The Plothole: a home for amateur, inclusive, collaborative stories
http://forums.theplothole.net
2019-05-05, 12:06 PM #27
Originally posted by Gebohq:
Despite what Field of Dreams might say, "if you build it, they will come" is not a realistic expectation, and "word of mouth" doesn't come out of a vacuum.


Agreed
2019-05-06, 1:43 AM #28
Originally posted by Jon`C:
Apparently the reason Amazon so aggressively advertises products you've already bought is because their training data didn't distinguish defective/exchange returns and reorders from original purchases. So it's a lot worse than I thought. I'd assumed Amazon's bots just weren't able to tell that you've already bought something. They know. But it turns out that, according to their model, someone is e.g. most likely to buy a toilet seat within a few days of buying a different one.


I heard that it's because of (at least in Germany) data protection laws. The sales people are not allowed to give the ad-people the info of whether someone actually bought the thing he spent so long looking at.
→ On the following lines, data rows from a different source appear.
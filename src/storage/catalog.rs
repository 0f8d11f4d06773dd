//! Declarative collection catalog.
//!
//! Every collection the service uses is declared here, in provisioning order,
//! with its indexes, startup prune rule and seed policies.

use std::collections::HashSet;
use std::fmt;

use health_model::ManualTestStatus;

use crate::config::SeedsConfig;
use crate::db::schema::{validate_collection_name, validate_field_path};
use crate::db::{Filter, IndexSpec};
use crate::error::ProvisionError;
use crate::storage::seed::{
    DefaultSymptomGroups, RegionScopedContent, SeedPolicy, VersionedContent,
};

pub mod names {
    pub const CONFIGS: &str = "configs";
    pub const USERS: &str = "users";
    pub const PROVIDERS: &str = "providers";
    pub const LOCATIONS: &str = "locations";
    pub const CTESTS: &str = "ctests";
    pub const MANUAL_TESTS: &str = "manualtests";
    pub const EMANUAL_TESTS: &str = "emanualtests";
    pub const RESOURCES: &str = "resources";
    pub const FAQ: &str = "faq";
    pub const NEWS: &str = "news";
    pub const STATUS: &str = "status";
    pub const ESTATUS: &str = "estatus";
    pub const HISTORY: &str = "history";
    pub const EHISTORY: &str = "ehistory";
    pub const COUNTIES: &str = "counties";
    pub const TEST_TYPES: &str = "testtypes";
    pub const RULES: &str = "rules";
    pub const SYMPTOM_GROUPS: &str = "symptomgroups";
    pub const SYMPTOM_RULES: &str = "symptomrules";
    pub const SYMPTOMS: &str = "symptoms";
    pub const CRULES: &str = "crules";
    pub const TRACE_EXPOSURES: &str = "traceexposures";
    pub const ACCESS_RULES: &str = "accessrules";
    pub const UIN_OVERRIDES: &str = "uinoverrides";
}

/// Documents matching `filter` are deleted on every startup.
#[derive(Debug, Clone)]
pub struct PrunePolicy {
    pub filter: Filter,
}

impl PrunePolicy {
    pub fn new(filter: Filter) -> Self {
        Self { filter }
    }
}

pub struct CollectionDescriptor {
    pub name: &'static str,
    pub indexes: Vec<IndexSpec>,
    pub prune: Option<PrunePolicy>,
    pub seeds: Vec<Box<dyn SeedPolicy>>,
}

impl CollectionDescriptor {
    pub fn new(name: &'static str) -> Self {
        Self {
            name,
            indexes: Vec::new(),
            prune: None,
            seeds: Vec::new(),
        }
    }

    #[must_use]
    pub fn index(mut self, spec: IndexSpec) -> Self {
        self.indexes.push(spec);
        self
    }

    #[must_use]
    pub fn prune(mut self, filter: Filter) -> Self {
        self.prune = Some(PrunePolicy::new(filter));
        self
    }

    #[must_use]
    pub fn seed(mut self, policy: impl SeedPolicy + 'static) -> Self {
        self.seeds.push(Box::new(policy));
        self
    }
}

impl fmt::Debug for CollectionDescriptor {
    fn fmt(&self, f: &mut fmt::Formatter<'_>) -> fmt::Result {
        f.debug_struct("CollectionDescriptor")
            .field("name", &self.name)
            .field("indexes", &self.indexes)
            .field("prune", &self.prune)
            .field(
                "seeds",
                &self.seeds.iter().map(|s| s.label()).collect::<Vec<_>>(),
            )
            .finish()
    }
}

#[derive(Debug, Default)]
pub struct Catalog {
    descriptors: Vec<CollectionDescriptor>,
}

impl Catalog {
    pub fn new() -> Self {
        Self::default()
    }

    pub fn push(&mut self, descriptor: CollectionDescriptor) {
        self.descriptors.push(descriptor);
    }

    #[must_use]
    pub fn with(mut self, descriptor: CollectionDescriptor) -> Self {
        self.push(descriptor);
        self
    }

    pub fn iter(&self) -> impl Iterator<Item = &CollectionDescriptor> {
        self.descriptors.iter()
    }

    pub fn names(&self) -> Vec<&'static str> {
        self.descriptors.iter().map(|d| d.name).collect()
    }

    pub fn len(&self) -> usize {
        self.descriptors.len()
    }

    pub fn is_empty(&self) -> bool {
        self.descriptors.is_empty()
    }

    /// Checks names and declaration order before anything touches the store.
    ///
    /// A seed may only depend on collections declared before its own.
    pub fn validate(&self) -> Result<(), ProvisionError> {
        let mut declared = HashSet::new();
        for descriptor in &self.descriptors {
            let name = descriptor.name;
            validate_collection_name(name).map_err(|e| ProvisionError::store(name, e))?;
            for spec in &descriptor.indexes {
                if spec.keys().is_empty() {
                    return Err(ProvisionError::Catalog(format!(
                        "index on '{name}' declares no keys"
                    )));
                }
                for key in spec.keys() {
                    validate_field_path(&key.field).map_err(|e| ProvisionError::store(name, e))?;
                }
            }
            for seed in &descriptor.seeds {
                for dependency in seed.depends_on() {
                    if !declared.contains(dependency) {
                        return Err(ProvisionError::Catalog(format!(
                            "seed '{}' on '{name}' depends on '{dependency}', which is not declared before it",
                            seed.label()
                        )));
                    }
                }
            }
            if !declared.insert(name) {
                return Err(ProvisionError::Catalog(format!(
                    "collection '{name}' is declared more than once"
                )));
            }
        }
        Ok(())
    }

    /// The service's full set of collections.
    pub fn standard(seeds: &SeedsConfig) -> Self {
        use names::*;

        let asc = IndexSpec::ascending;
        let terminal = Filter::eq("status", ManualTestStatus::Verified.as_str());

        let mut symptoms = CollectionDescriptor::new(SYMPTOMS).index(asc("app_version").unique());
        for version in &seeds.symptom_versions {
            symptoms = symptoms.seed(VersionedContent::symptoms(version.as_str()));
        }

        let mut crules = CollectionDescriptor::new(CRULES)
            .index(asc("app_version"))
            .index(asc("county_id"))
            .index(asc("app_version").then_ascending("county_id").unique());
        for rule in &seeds.region_rules {
            crules = crules.seed(RegionScopedContent::county_rules(
                rule.app_version.as_str(),
                rule.county.as_str(),
            ));
        }

        let mut symptom_groups = CollectionDescriptor::new(SYMPTOM_GROUPS)
            .index(asc("symptoms.id"))
            .index(asc("name").unique());
        if !seeds.symptom_groups.is_empty() {
            symptom_groups = symptom_groups.seed(DefaultSymptomGroups {
                names: seeds.symptom_groups.clone(),
            });
        }

        Catalog::new()
            .with(CollectionDescriptor::new(CONFIGS))
            .with(
                CollectionDescriptor::new(USERS)
                    .index(asc("external_id").unique())
                    .index(asc("shibboleth_auth.uiucedu_uin"))
                    .index(asc("uuid"))
                    .index(asc("re_post")),
            )
            .with(CollectionDescriptor::new(PROVIDERS))
            .with(
                CollectionDescriptor::new(LOCATIONS)
                    .index(asc("provider_id"))
                    .index(asc("county_id")),
            )
            .with(
                CollectionDescriptor::new(CTESTS)
                    .index(asc("user_id"))
                    .index(asc("provider_id"))
                    .index(asc("order_number")),
            )
            .with(manual_tests(MANUAL_TESTS))
            .with(manual_tests(EMANUAL_TESTS).prune(terminal))
            .with(CollectionDescriptor::new(RESOURCES))
            .with(CollectionDescriptor::new(FAQ))
            .with(CollectionDescriptor::new(NEWS).index(asc("date")))
            .with(CollectionDescriptor::new(STATUS).index(asc("user_id").unique()))
            .with(
                CollectionDescriptor::new(ESTATUS)
                    .index(asc("user_id"))
                    .index(asc("app_version")),
            )
            .with(
                CollectionDescriptor::new(HISTORY)
                    .index(asc("user_id"))
                    .index(asc("date")),
            )
            .with(
                CollectionDescriptor::new(EHISTORY)
                    .index(asc("user_id"))
                    .index(asc("date")),
            )
            .with(
                CollectionDescriptor::new(COUNTIES)
                    .index(asc("guidelines.id"))
                    .index(asc("county_statuses.id"))
                    .index(asc("name")),
            )
            .with(CollectionDescriptor::new(TEST_TYPES).index(asc("results._id")))
            .with(
                CollectionDescriptor::new(RULES)
                    .index(asc("county_id"))
                    .index(asc("test_type_id")),
            )
            .with(symptom_groups)
            .with(CollectionDescriptor::new(SYMPTOM_RULES).index(asc("county_id").unique()))
            .with(symptoms)
            .with(crules)
            .with(
                CollectionDescriptor::new(TRACE_EXPOSURES)
                    .index(asc("date_added"))
                    .index(asc("timestamp")),
            )
            .with(CollectionDescriptor::new(ACCESS_RULES).index(asc("county_id").unique()))
            .with(
                CollectionDescriptor::new(UIN_OVERRIDES)
                    .index(asc("uin").unique())
                    .index(asc("category")),
            )
    }
}

fn manual_tests(name: &'static str) -> CollectionDescriptor {
    CollectionDescriptor::new(name)
        .index(IndexSpec::ascending("user_id"))
        .index(IndexSpec::ascending("location_id"))
        .index(IndexSpec::ascending("county_id"))
        .index(IndexSpec::ascending("status"))
}

#[cfg(test)]
mod tests {
    use super::*;

    #[test]
    fn standard_catalog_is_valid_and_ordered() {
        let catalog = Catalog::standard(&SeedsConfig::default());
        catalog.validate().unwrap();
        assert_eq!(catalog.len(), 24);
        let order = catalog.names();
        assert_eq!(order.first(), Some(&names::CONFIGS));
        assert_eq!(order.last(), Some(&names::UIN_OVERRIDES));
        let counties = order.iter().position(|n| *n == names::COUNTIES).unwrap();
        let crules = order.iter().position(|n| *n == names::CRULES).unwrap();
        assert!(counties < crules);
    }

    #[test]
    fn only_emanual_tests_prune() {
        let catalog = Catalog::standard(&SeedsConfig::default());
        let pruned: Vec<_> = catalog
            .iter()
            .filter(|d| d.prune.is_some())
            .map(|d| d.name)
            .collect();
        assert_eq!(pruned, vec![names::EMANUAL_TESTS]);
    }

    #[test]
    fn seeds_follow_configuration() {
        let catalog = Catalog::standard(&SeedsConfig::none());
        assert!(catalog.iter().all(|d| d.seeds.is_empty()));

        let catalog = Catalog::standard(&SeedsConfig::default());
        let seeded: Vec<_> = catalog
            .iter()
            .filter(|d| !d.seeds.is_empty())
            .map(|d| d.name)
            .collect();
        assert_eq!(
            seeded,
            vec![names::SYMPTOM_GROUPS, names::SYMPTOMS, names::CRULES]
        );
    }

    #[test]
    fn seeded_collections_carry_a_unique_natural_key() {
        let catalog = Catalog::standard(&SeedsConfig::default());
        for descriptor in catalog.iter().filter(|d| !d.seeds.is_empty()) {
            assert!(
                descriptor.indexes.iter().any(IndexSpec::is_unique),
                "{} has seeds but no unique index",
                descriptor.name
            );
        }
    }

    #[test]
    fn dependency_must_be_declared_first() {
        let catalog = Catalog::new()
            .with(
                CollectionDescriptor::new(names::CRULES)
                    .seed(RegionScopedContent::county_rules("2.6", "Champaign")),
            )
            .with(CollectionDescriptor::new(names::COUNTIES));
        let err = catalog.validate().unwrap_err();
        assert!(matches!(err, ProvisionError::Catalog(_)), "{err}");
    }

    #[test]
    fn duplicate_names_are_rejected() {
        let catalog = Catalog::new()
            .with(CollectionDescriptor::new("configs"))
            .with(CollectionDescriptor::new("configs"));
        assert!(matches!(
            catalog.validate(),
            Err(ProvisionError::Catalog(_))
        ));
    }

    #[test]
    fn bad_names_are_rejected() {
        let catalog = Catalog::new().with(CollectionDescriptor::new("bad name"));
        assert!(matches!(
            catalog.validate(),
            Err(ProvisionError::InvalidName { .. })
        ));

        let catalog = Catalog::new()
            .with(CollectionDescriptor::new("users").index(IndexSpec::ascending("a b")));
        assert!(matches!(
            catalog.validate(),
            Err(ProvisionError::InvalidName { .. })
        ));
    }
}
So they are actually bombarding you with ads because they think they don't work.


It is a really big problem for advertisers that they cannot measure their success. Not even a consumer could realiably say if an ad was effective in guiding him to a purchase. Nobody knows.

I used to make the webshop for a retailer that dealt with parts for vintage British cars. The most realiable data point I could correlate with the sales numbers was the weather. I guess when the weather was sunny the people were more inclined to work on their beloved little old car. Our marketing guy told me that their strategy was simply to bombard the clients with ads so that we were not forgotten. Sounded silly because we were known to about 100 % of all potential clients in Germany. But still we constantly advertised in magazines and sent out new expensive catalogues to our existing customers.
And sent e-mail newsletters. And they were very aluring. Now we could actually pin our sales numbers to a specific newsletter campaign. We knew that rich Jaguar guys were more inclined to buy stuff than the poor Mini guys. We suddenly found out if some piece of advertising was doing well or not. So our glorious leader decreed that we shall no longer advertise in magazines. He figured that since all people already knew us there wasn't much point to it. And it seemed like he was right. Sales didn't drop off when we stopped advertising in magazines. Newsletters were doing well. We started advertising on Google. And everything was measured and the ads were effective.
Only about three years later could we see that although the ads were effective that overall sales have gone down. Not a lot each year but it started to get alarming. I couldn't tell if it was because of the missing advertising in the magazines or if it was just the economy. But something was off and all those Google ads and Newsletters couldn't do anything about it. Individual campaigns could be measured as being successfull. But overall we noticed a downwards trend. Unfortunately I don't know if things improved because I left the company. But it's only an anecdote anyway.